- [Task statement]: From the entries that follow, report every line in which "ItemId" occurs.

####################

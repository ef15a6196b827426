use tracing::trace;

use crate::error::AllocationError;

use super::array::AllocationState;

/// Identifier of a single item. `0` is never handed out.
pub type ItemId = u32;

/// Allocator of single items, such as per-glyph slots in a uniform buffer.
///
/// Unlike arrays, freed items go back on a free list and are handed out
/// again before the untouched space at the end.
#[derive(Debug, Clone)]
pub struct ItemAllocationManager<O> {
    items: Vec<AllocationState<O>>,
    capacity: u32,
    free_list: Vec<ItemId>,
}

impl<O> ItemAllocationManager<O> {
    /// Creates a manager over `capacity` items, the first `null_items` of
    /// which are reserved. Item `0` is always reserved.
    #[must_use]
    pub fn new(capacity: u32, null_items: u32) -> Self {
        let reserved = null_items.max(1).min(capacity);
        let mut items = Vec::with_capacity(capacity as usize);
        items.resize_with(reserved as usize, || AllocationState::Reserved);
        Self {
            items,
            capacity,
            free_list: Vec::new(),
        }
    }

    /// Allocates one item. Returns `0` when the manager is full.
    #[allow(clippy::cast_possible_truncation)]
    pub fn alloc(&mut self, owner: O) -> ItemId {
        if let Some(id) = self.free_list.pop() {
            self.items[id as usize] = AllocationState::Live(owner);
            return id;
        }
        if self.items.len() as u32 >= self.capacity {
            trace!(capacity = self.capacity, "item allocation failed");
            return 0;
        }
        self.items.push(AllocationState::Live(owner));
        (self.items.len() - 1) as ItemId
    }

    /// Allocates `num_items` items into `ids`, or none at all.
    ///
    /// Returns `false` and leaves `ids` untouched if fewer than `num_items`
    /// items are available.
    pub fn alloc_many(&mut self, num_items: u32, owner: &O, ids: &mut Vec<ItemId>) -> bool
    where
        O: Clone,
    {
        if num_items > self.available() {
            return false;
        }
        ids.reserve(num_items as usize);
        for _ in 0..num_items {
            ids.push(self.alloc(owner.clone()));
        }
        true
    }

    /// Releases an item so it can be reused. Reserved items are ignored.
    ///
    /// # Errors
    ///
    /// Returns [`AllocationError::InvalidHandle`] for an id that was never
    /// allocated and [`AllocationError::DoubleFree`] for a freed one.
    pub fn free(&mut self, id: ItemId) -> Result<Option<O>, AllocationError> {
        let state = self
            .items
            .get_mut(id as usize)
            .ok_or_else(|| AllocationError::InvalidHandle {
                handle: id.to_string(),
            })?;
        if matches!(state, AllocationState::Reserved) {
            return Ok(None);
        }
        match std::mem::replace(state, AllocationState::Free) {
            AllocationState::Live(owner) => {
                self.free_list.push(id);
                Ok(Some(owner))
            }
            AllocationState::Free | AllocationState::Reserved => Err(AllocationError::DoubleFree {
                handle: id.to_string(),
            }),
        }
    }

    /// Owner of a live item.
    #[must_use]
    pub fn owner(&self, id: ItemId) -> Option<&O> {
        self.items.get(id as usize).and_then(AllocationState::owner)
    }

    /// Items that [`Self::alloc`] can still hand out.
    #[must_use]
    #[allow(clippy::cast_possible_truncation)]
    pub fn available(&self) -> u32 {
        self.capacity - self.items.len() as u32 + self.free_list.len() as u32
    }

    #[must_use]
    pub fn capacity(&self) -> u32 {
        self.capacity
    }
}

#[cfg(test)]
#[allow(clippy::unwrap_used)]
mod tests {
    use super::*;

    #[test]
    fn freed_items_are_reused_first() {
        let mut m = ItemAllocationManager::new(8, 1);
        let a = m.alloc('a');
        let b = m.alloc('b');
        assert_eq!((a, b), (1, 2));
        assert_eq!(m.free(a).unwrap(), Some('a'));
        assert_eq!(m.alloc('c'), a);
        assert_eq!(m.owner(a), Some(&'c'));
        assert_eq!(m.available(), 5);
    }

    #[test]
    fn alloc_many_is_all_or_nothing() {
        let mut m = ItemAllocationManager::new(5, 2);
        let mut ids = Vec::new();
        assert!(!m.alloc_many(4, &(), &mut ids));
        assert!(ids.is_empty());
        assert!(m.alloc_many(3, &(), &mut ids));
        assert_eq!(ids, vec![2, 3, 4]);
        assert_eq!(m.alloc(()), 0);
    }

    #[test]
    fn reserved_and_bad_ids() {
        let mut m: ItemAllocationManager<u8> = ItemAllocationManager::new(4, 0);
        assert!(m.free(0).unwrap().is_none());
        assert!(matches!(m.free(3), Err(AllocationError::InvalidHandle { .. })));
        let id = m.alloc(9);
        m.free(id).unwrap();
        assert!(matches!(m.free(id), Err(AllocationError::DoubleFree { .. })));
        assert!(m.owner(id).is_none());
    }
}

####################

- [Response to this task]:
pub type ItemId = u32;
    free_list: Vec<ItemId>,
    pub fn alloc(&mut self, owner: O) -> ItemId {
        (self.items.len() - 1) as ItemId
    pub fn alloc_many(&mut self, num_items: u32, owner: &O, ids: &mut Vec<ItemId>) -> bool
    pub fn free(&mut self, id: ItemId) -> Result<Option<O>, AllocationError> {
    pub fn owner(&self, id: ItemId) -> Option<&O> {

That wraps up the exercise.